**TASK REQUIREMENTS**:
Using the records that appear below, write out exactly the lines from the one with "but not an integer." through the one with "pub fn matches(&self, record: &CollisionRecord)", keeping both end lines.

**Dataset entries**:
════════════════════

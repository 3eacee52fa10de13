//! Filter specification for the statistics endpoints.
//!
//! [`FilterSpec`] is the loose wire form sent by the front end, where any
//! key may be missing, empty, or the sentinel `"All"`. [`FilterSpec::parse`]
//! turns it into a typed [`CollisionFilter`] with one optional exact-match
//! constraint per dimension.

use serde::de::{self, Deserializer, IgnoredAny, MapAccess, Visitor};
use serde::{Deserialize, Serialize};

use crate::CollisionRecord;

/// Sentinel value meaning "no constraint on this dimension".
pub const ALL: &str = "All";

/// Error returned when a filter value cannot be interpreted.
#[derive(Debug, Clone, PartialEq, Eq, thiserror::Error)]
pub enum InvalidFilterError {
    /// The `year` filter is not an integer.
    #[error("Invalid year filter '{value}': expected an integer year")]
    Year {
        /// The rejected value.
        value: String,
    },
}

/// Filter criteria as received from a client.
#[derive(Debug, Clone, Default, PartialEq, Eq, Serialize)]
pub struct FilterSpec {
    /// Exact borough name.
    #[serde(skip_serializing_if = "Option::is_none")]
    pub borough: Option<String>,
    /// Calendar year (string or number on the wire).
    #[serde(skip_serializing_if = "Option::is_none")]
    pub year: Option<String>,
    /// Exact vehicle type.
    #[serde(skip_serializing_if = "Option::is_none")]
    pub vehicle_type: Option<String>,
    /// Exact contributing factor.
    #[serde(skip_serializing_if = "Option::is_none")]
    pub contributing_factor: Option<String>,
    /// Exact person type.
    #[serde(skip_serializing_if = "Option::is_none")]
    pub person_type: Option<String>,
    /// Exact injury status.
    #[serde(skip_serializing_if = "Option::is_none")]
    pub injury_type: Option<String>,
}

impl FilterSpec {
    /// Parses the wire form into a typed filter.
    ///
    /// # Errors
    ///
    /// Returns [`InvalidFilterError::Year`] if a `year` constraint is
    /// present but not an integer.
    pub fn parse(&self) -> Result<CollisionFilter, InvalidFilterError> {
        let year = constraint(self.year.as_deref())
            .map(|raw| {
                raw.trim()
                    .parse::<i32>()
                    .map_err(|_| InvalidFilterError::Year { value: raw })
            })
            .transpose()?;

        Ok(CollisionFilter {
            borough: constraint(self.borough.as_deref()),
            year,
            vehicle_type: constraint(self.vehicle_type.as_deref()),
            contributing_factor: constraint(self.contributing_factor.as_deref()),
            person_type: constraint(self.person_type.as_deref()),
            injury_type: constraint(self.injury_type.as_deref()),
        })
    }
}

/// Treats missing, empty, and `"All"` values as "no constraint".
fn constraint(value: Option<&str>) -> Option<String> {
    value
        .filter(|v| !v.is_empty() && *v != ALL)
        .map(str::to_owned)
}

/// Typed conjunction of exact-match constraints.
#[derive(Debug, Clone, Default, PartialEq, Eq, Hash)]
pub struct CollisionFilter {
    /// Borough must equal this value.
    pub borough: Option<String>,
    /// Year must equal this value.
    pub year: Option<i32>,
    /// Vehicle type must equal this value.
    pub vehicle_type: Option<String>,
    /// Contributing factor must equal this value.
    pub contributing_factor: Option<String>,
    /// Person type must equal this value.
    pub person_type: Option<String>,
    /// Injury status must equal this value.
    pub injury_type: Option<String>,
}

impl CollisionFilter {
    /// Returns `true` if no constraint is set.
    #[must_use]
    pub fn is_unrestricted(&self) -> bool {
        *self == Self::default()
    }

    /// Returns `true` if the record satisfies every present constraint.
    #[must_use]
    pub fn matches(&self, record: &CollisionRecord) -> bool {
        text_matches(self.borough.as_deref(), record.borough.as_deref())
            && self.year.is_none_or(|y| record.year == Some(y))
            && text_matches(self.vehicle_type.as_deref(), record.vehicle_type.as_deref())
            && text_matches(
                self.contributing_factor.as_deref(),
                record.contributing_factor.as_deref(),
            )
            && text_matches(self.person_type.as_deref(), record.person_type.as_deref())
            && text_matches(self.injury_type.as_deref(), record.injury_status.as_deref())
    }
}

fn text_matches(wanted: Option<&str>, actual: Option<&str>) -> bool {
    wanted.is_none_or(|w| actual == Some(w))
}

/// Accepts a string, number, boolean, or null as an optional string.
impl<'de> Deserialize<'de> for FilterSpec {
    fn deserialize<D: Deserializer<'de>>(deserializer: D) -> Result<Self, D::Error> {
        deserializer.deserialize_map(FilterSpecVisitor)
    }
}

/// Reads a filter from a JSON object. Sequences are rejected and unknown
/// keys ignored.
struct FilterSpecVisitor;

impl<'de> Visitor<'de> for FilterSpecVisitor {
    type Value = FilterSpec;

    fn expecting(&self, f: &mut std::fmt::Formatter<'_>) -> std::fmt::Result {
        f.write_str("a filter object")
    }

    fn visit_map<A: MapAccess<'de>>(self, mut map: A) -> Result<Self::Value, A::Error> {
        let mut spec = FilterSpec::default();

        while let Some(key) = map.next_key::<String>()? {
            let slot = match key.as_str() {
                "borough" => &mut spec.borough,
                "year" => &mut spec.year,
                "vehicle_type" => &mut spec.vehicle_type,
                "contributing_factor" => &mut spec.contributing_factor,
                "person_type" => &mut spec.person_type,
                "injury_type" => &mut spec.injury_type,
                _ => {
                    map.next_value::<IgnoredAny>()?;
                    continue;
                }
            };
            *slot = map.next_value::<LooseValue>()?.0;
        }

        Ok(spec)
    }
}

/// A string, number, or boolean read as text; `null` reads as `None`.
struct LooseValue(Option<String>);

impl<'de> Deserialize<'de> for LooseValue {
    fn deserialize<D: Deserializer<'de>>(deserializer: D) -> Result<Self, D::Error> {
        deserializer.deserialize_any(LooseString).map(Self)
    }
}

struct LooseString;

impl<'de> Visitor<'de> for LooseString {
    type Value = Option<String>;

    fn expecting(&self, f: &mut std::fmt::Formatter<'_>) -> std::fmt::Result {
        f.write_str("a string, number, or null")
    }

    fn visit_str<E: de::Error>(self, v: &str) -> Result<Self::Value, E> {
        Ok(Some(v.to_owned()))
    }

    fn visit_string<E: de::Error>(self, v: String) -> Result<Self::Value, E> {
        Ok(Some(v))
    }

    fn visit_i64<E: de::Error>(self, v: i64) -> Result<Self::Value, E> {
        Ok(Some(v.to_string()))
    }

    fn visit_u64<E: de::Error>(self, v: u64) -> Result<Self::Value, E> {
        Ok(Some(v.to_string()))
    }

    fn visit_f64<E: de::Error>(self, v: f64) -> Result<Self::Value, E> {
        Ok(Some(v.to_string()))
    }

    fn visit_bool<E: de::Error>(self, v: bool) -> Result<Self::Value, E> {
        Ok(Some(v.to_string()))
    }

    fn visit_unit<E: de::Error>(self) -> Result<Self::Value, E> {
        Ok(None)
    }

    fn visit_none<E: de::Error>(self) -> Result<Self::Value, E> {
        Ok(None)
    }

    fn visit_some<D: Deserializer<'de>>(self, deserializer: D) -> Result<Self::Value, D::Error> {
        deserializer.deserialize_any(Self)
    }
}

#[cfg(test)]
mod tests {
    use super::*;

    fn record(borough: &str, year: i32) -> CollisionRecord {
        CollisionRecord {
            collision_id: 1,
            borough: Some(borough.to_string()),
            year: Some(year),
            person_type: Some("Pedestrian".to_string()),
            ..CollisionRecord::default()
        }
    }

    #[test]
    fn all_sentinel_and_empty_values_are_unconstrained() {
        let spec = FilterSpec {
            borough: Some("All".to_string()),
            year: Some(String::new()),
            vehicle_type: Some("All".to_string()),
            contributing_factor: None,
            person_type: Some("All".to_string()),
            injury_type: Some("All".to_string()),
        };
        let filter = spec.parse().unwrap();
        assert!(filter.is_unrestricted());
        assert_eq!(filter, FilterSpec::default().parse().unwrap());
    }

    #[test]
    fn parses_year_as_integer() {
        let spec = FilterSpec {
            year: Some(" 2022 ".to_string()),
            ..FilterSpec::default()
        };
        assert_eq!(spec.parse().unwrap().year, Some(2022));
    }

    #[test]
    fn rejects_non_numeric_year() {
        let spec = FilterSpec {
            year: Some("twenty".to_string()),
            ..FilterSpec::default()
        };
        assert_eq!(
            spec.parse(),
            Err(InvalidFilterError::Year {
                value: "twenty".to_string()
            })
        );
    }

    #[test]
    fn matches_conjunctively_and_case_sensitively() {
        let filter = CollisionFilter {
            borough: Some("BROOKLYN".to_string()),
            year: Some(2022),
            ..CollisionFilter::default()
        };
        assert!(filter.matches(&record("BROOKLYN", 2022)));
        assert!(!filter.matches(&record("BROOKLYN", 2021)));
        assert!(!filter.matches(&record("Brooklyn", 2022)));

        let by_person = CollisionFilter {
            person_type: Some("Pedestrian".to_string()),
            ..CollisionFilter::default()
        };
        assert!(by_person.matches(&record("QUEENS", 2020)));
    }

    #[test]
    fn absent_record_value_never_matches_a_constraint() {
        let filter = CollisionFilter {
            vehicle_type: Some("Sedan".to_string()),
            ..CollisionFilter::default()
        };
        assert!(!filter.matches(&record("QUEENS", 2020)));
    }

    #[test]
    fn deserializes_numbers_and_nulls() {
        let spec: FilterSpec =
            serde_json::from_str(r#"{"year": 2021, "borough": null, "person_type": "Cyclist"}"#)
                .unwrap();
        assert_eq!(spec.year.as_deref(), Some("2021"));
        assert_eq!(spec.borough, None);
        assert_eq!(spec.person_type.as_deref(), Some("Cyclist"));

        let empty: FilterSpec = serde_json::from_str("{}").unwrap();
        assert_eq!(empty, FilterSpec::default());
    }

    #[test]
    fn ignores_unknown_keys() {
        let spec: FilterSpec =
            serde_json::from_str(r#"{"borough": "BRONX", "page": {"size": 10}, "tags": [1]}"#)
                .unwrap();
        assert_eq!(
            spec,
            FilterSpec {
                borough: Some("BRONX".to_string()),
                ..FilterSpec::default()
            }
        );
    }

    #[test]
    fn accepts_only_objects() {
        assert!(serde_json::from_str::<FilterSpec>("[1, 2]").is_err());
        assert!(serde_json::from_str::<FilterSpec>("[]").is_err());
        assert!(serde_json::from_str::<FilterSpec>(r#""BRONX""#).is_err());
        assert!(serde_json::from_str::<FilterSpec>(r#"{"borough": ["BRONX"]}"#).is_err());
    }

    #[test]
    fn serializes_only_present_keys() {
        let spec = FilterSpec {
            borough: Some("BRONX".to_string()),
            ..FilterSpec::default()
        };
        assert_eq!(
            serde_json::to_string(&spec).unwrap(),
            r#"{"borough":"BRONX"}"#
        );
    }
}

════════════════════

**EXERCISE OUTPUT**:
    /// present but not an integer.
    pub fn parse(&self) -> Result<CollisionFilter, InvalidFilterError> {
        let year = constraint(self.year.as_deref())
            .map(|raw| {
                raw.trim()
                    .parse::<i32>()
                    .map_err(|_| InvalidFilterError::Year { value: raw })
            })
            .transpose()?;

        Ok(CollisionFilter {
            borough: constraint(self.borough.as_deref()),
            year,
            vehicle_type: constraint(self.vehicle_type.as_deref()),
            contributing_factor: constraint(self.contributing_factor.as_deref()),
            person_type: constraint(self.person_type.as_deref()),
            injury_type: constraint(self.injury_type.as_deref()),
        })
    }
}

/// Treats missing, empty, and `"All"` values as "no constraint".
fn constraint(value: Option<&str>) -> Option<String> {
    value
        .filter(|v| !v.is_empty() && *v != ALL)
        .map(str::to_owned)
}

/// Typed conjunction of exact-match constraints.
#[derive(Debug, Clone, Default, PartialEq, Eq, Hash)]
pub struct CollisionFilter {
    /// Borough must equal this value.
    pub borough: Option<String>,
    /// Year must equal this value.
    pub year: Option<i32>,
    /// Vehicle type must equal this value.
    pub vehicle_type: Option<String>,
    /// Contributing factor must equal this value.
    pub contributing_factor: Option<String>,
    /// Person type must equal this value.
    pub person_type: Option<String>,
    /// Injury status must equal this value.
    pub injury_type: Option<String>,
}

impl CollisionFilter {
    /// Returns `true` if no constraint is set.
    #[must_use]
    pub fn is_unrestricted(&self) -> bool {
        *self == Self::default()
    }

    /// Returns `true` if the record satisfies every present constraint.
    #[must_use]
    pub fn matches(&self, record: &CollisionRecord) -> bool {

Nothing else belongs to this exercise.